• _WHAT TO PRODUCE_
Set down exactly, from the records below, the line with "and outstanding occurrences." through the line with "CompletionStatus::Missed => stats.missed", and nothing else.

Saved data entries
# # # # # # #

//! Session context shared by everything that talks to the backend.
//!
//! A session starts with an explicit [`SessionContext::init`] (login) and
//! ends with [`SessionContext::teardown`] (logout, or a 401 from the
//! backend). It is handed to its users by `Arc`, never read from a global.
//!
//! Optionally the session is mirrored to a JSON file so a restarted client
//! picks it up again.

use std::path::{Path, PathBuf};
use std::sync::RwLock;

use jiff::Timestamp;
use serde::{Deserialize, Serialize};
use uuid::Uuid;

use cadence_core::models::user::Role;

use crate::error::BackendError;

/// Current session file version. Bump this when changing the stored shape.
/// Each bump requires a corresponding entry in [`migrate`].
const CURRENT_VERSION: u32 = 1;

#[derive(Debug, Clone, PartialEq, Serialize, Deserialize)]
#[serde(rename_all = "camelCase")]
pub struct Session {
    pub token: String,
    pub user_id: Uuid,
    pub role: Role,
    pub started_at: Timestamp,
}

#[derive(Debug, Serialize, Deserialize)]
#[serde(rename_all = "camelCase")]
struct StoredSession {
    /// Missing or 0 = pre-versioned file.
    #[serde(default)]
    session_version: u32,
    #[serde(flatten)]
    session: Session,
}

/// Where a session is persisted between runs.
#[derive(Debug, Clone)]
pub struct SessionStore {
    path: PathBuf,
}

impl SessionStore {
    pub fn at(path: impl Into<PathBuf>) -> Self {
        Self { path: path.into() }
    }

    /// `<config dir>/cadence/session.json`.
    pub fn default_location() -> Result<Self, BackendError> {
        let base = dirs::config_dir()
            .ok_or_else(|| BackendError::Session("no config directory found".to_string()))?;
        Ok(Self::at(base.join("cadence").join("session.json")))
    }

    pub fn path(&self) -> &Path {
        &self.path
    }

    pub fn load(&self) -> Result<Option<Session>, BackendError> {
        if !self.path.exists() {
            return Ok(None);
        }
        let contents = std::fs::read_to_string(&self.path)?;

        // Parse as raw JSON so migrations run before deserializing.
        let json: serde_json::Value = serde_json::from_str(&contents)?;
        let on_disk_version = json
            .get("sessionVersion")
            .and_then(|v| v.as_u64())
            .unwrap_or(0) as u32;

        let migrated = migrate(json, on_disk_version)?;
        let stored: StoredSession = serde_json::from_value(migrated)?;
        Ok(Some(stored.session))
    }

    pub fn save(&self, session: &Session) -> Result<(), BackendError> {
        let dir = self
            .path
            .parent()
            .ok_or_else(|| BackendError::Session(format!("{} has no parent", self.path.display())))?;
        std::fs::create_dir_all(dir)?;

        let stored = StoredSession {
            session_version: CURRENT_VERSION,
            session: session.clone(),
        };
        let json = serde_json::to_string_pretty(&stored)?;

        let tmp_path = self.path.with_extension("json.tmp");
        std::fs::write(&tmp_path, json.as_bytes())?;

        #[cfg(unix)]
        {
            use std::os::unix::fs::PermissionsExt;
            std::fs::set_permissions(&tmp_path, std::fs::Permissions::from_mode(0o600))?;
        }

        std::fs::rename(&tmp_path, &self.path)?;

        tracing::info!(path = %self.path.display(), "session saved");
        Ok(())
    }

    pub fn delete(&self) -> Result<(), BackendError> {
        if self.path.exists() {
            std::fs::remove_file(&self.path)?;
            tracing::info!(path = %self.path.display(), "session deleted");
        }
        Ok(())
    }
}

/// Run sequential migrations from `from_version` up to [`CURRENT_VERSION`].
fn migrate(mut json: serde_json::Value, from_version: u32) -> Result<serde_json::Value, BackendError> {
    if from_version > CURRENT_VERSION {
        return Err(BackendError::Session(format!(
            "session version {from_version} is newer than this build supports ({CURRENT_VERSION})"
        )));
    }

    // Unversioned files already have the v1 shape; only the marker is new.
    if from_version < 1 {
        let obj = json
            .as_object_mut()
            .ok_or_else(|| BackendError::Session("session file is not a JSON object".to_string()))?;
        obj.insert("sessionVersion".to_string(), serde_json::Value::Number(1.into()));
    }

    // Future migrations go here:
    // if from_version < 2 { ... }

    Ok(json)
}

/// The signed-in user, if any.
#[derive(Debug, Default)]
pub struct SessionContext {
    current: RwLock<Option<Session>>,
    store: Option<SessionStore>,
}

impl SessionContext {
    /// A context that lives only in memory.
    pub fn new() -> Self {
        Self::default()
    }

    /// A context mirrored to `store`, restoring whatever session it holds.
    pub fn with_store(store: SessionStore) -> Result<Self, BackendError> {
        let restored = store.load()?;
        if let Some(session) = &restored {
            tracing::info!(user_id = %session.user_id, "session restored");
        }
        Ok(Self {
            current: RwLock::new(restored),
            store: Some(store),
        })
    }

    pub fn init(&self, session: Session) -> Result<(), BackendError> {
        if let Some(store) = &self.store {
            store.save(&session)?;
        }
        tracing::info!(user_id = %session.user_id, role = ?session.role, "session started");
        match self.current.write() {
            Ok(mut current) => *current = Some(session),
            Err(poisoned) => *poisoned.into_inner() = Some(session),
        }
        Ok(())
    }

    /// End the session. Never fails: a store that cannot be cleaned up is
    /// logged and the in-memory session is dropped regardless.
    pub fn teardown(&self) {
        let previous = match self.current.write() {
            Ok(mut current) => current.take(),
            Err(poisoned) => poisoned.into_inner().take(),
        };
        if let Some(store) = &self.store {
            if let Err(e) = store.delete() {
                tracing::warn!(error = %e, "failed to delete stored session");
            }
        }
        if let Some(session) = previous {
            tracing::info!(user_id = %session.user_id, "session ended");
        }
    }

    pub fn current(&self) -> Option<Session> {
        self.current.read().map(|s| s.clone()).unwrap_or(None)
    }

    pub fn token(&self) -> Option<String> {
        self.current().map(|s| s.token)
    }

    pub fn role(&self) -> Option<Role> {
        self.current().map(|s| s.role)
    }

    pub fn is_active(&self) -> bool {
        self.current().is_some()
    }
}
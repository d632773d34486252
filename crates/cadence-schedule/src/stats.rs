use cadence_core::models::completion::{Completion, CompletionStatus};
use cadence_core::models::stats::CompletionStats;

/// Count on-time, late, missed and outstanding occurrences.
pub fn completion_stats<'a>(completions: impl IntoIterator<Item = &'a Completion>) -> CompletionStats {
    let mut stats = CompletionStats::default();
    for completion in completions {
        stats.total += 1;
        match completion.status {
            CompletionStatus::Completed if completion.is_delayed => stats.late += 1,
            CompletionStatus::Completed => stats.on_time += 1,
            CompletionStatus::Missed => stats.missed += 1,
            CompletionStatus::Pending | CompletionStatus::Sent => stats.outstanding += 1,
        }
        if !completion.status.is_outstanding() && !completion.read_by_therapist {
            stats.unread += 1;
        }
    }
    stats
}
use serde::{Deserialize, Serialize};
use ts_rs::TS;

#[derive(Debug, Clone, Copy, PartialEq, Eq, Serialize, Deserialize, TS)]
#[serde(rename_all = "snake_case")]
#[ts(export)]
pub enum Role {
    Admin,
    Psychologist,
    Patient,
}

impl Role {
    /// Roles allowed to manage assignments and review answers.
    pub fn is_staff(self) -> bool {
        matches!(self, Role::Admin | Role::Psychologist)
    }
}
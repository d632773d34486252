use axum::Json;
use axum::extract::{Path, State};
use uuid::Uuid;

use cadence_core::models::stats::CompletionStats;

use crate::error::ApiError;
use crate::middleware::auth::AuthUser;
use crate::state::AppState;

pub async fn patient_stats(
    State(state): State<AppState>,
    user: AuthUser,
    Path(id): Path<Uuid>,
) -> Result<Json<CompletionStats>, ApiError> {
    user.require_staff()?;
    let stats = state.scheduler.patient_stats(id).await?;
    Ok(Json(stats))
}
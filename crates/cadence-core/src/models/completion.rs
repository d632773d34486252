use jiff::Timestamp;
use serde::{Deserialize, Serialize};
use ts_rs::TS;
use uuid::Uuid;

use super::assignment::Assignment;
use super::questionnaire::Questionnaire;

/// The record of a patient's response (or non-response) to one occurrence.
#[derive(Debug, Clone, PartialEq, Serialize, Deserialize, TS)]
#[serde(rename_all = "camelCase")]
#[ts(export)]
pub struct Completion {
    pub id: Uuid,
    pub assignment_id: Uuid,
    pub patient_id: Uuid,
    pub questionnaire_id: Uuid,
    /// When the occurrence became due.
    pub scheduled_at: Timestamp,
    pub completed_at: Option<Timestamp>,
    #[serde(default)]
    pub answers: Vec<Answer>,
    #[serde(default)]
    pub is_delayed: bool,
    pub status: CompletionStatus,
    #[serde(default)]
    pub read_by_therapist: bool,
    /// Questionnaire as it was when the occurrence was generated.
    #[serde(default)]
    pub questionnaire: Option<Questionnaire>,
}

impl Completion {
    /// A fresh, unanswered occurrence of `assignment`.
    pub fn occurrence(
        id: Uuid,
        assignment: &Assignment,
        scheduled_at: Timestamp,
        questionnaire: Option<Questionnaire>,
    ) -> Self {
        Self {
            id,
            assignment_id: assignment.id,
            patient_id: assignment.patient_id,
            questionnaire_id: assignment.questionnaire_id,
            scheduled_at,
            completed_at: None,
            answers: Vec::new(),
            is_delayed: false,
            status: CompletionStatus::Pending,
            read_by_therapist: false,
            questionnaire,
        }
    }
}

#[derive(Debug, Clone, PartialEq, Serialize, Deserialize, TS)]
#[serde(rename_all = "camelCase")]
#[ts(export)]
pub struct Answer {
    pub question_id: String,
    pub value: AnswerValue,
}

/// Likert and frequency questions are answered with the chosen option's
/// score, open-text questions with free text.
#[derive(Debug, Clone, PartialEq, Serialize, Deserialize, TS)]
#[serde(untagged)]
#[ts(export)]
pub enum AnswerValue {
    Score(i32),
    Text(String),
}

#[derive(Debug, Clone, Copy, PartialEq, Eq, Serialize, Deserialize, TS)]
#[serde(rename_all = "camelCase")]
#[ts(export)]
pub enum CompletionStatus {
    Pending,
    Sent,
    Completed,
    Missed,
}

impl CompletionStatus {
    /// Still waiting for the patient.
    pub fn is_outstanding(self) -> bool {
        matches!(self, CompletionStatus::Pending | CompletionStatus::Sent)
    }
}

# # # # # # #

• _OUTPUT FOR THIS TASK_
/// Count on-time, late, missed and outstanding occurrences.
pub fn completion_stats<'a>(completions: impl IntoIterator<Item = &'a Completion>) -> CompletionStats {
    let mut stats = CompletionStats::default();
    for completion in completions {
        stats.total += 1;
        match completion.status {
            CompletionStatus::Completed if completion.is_delayed => stats.late += 1,
            CompletionStatus::Completed => stats.on_time += 1,
            CompletionStatus::Missed => stats.missed += 1,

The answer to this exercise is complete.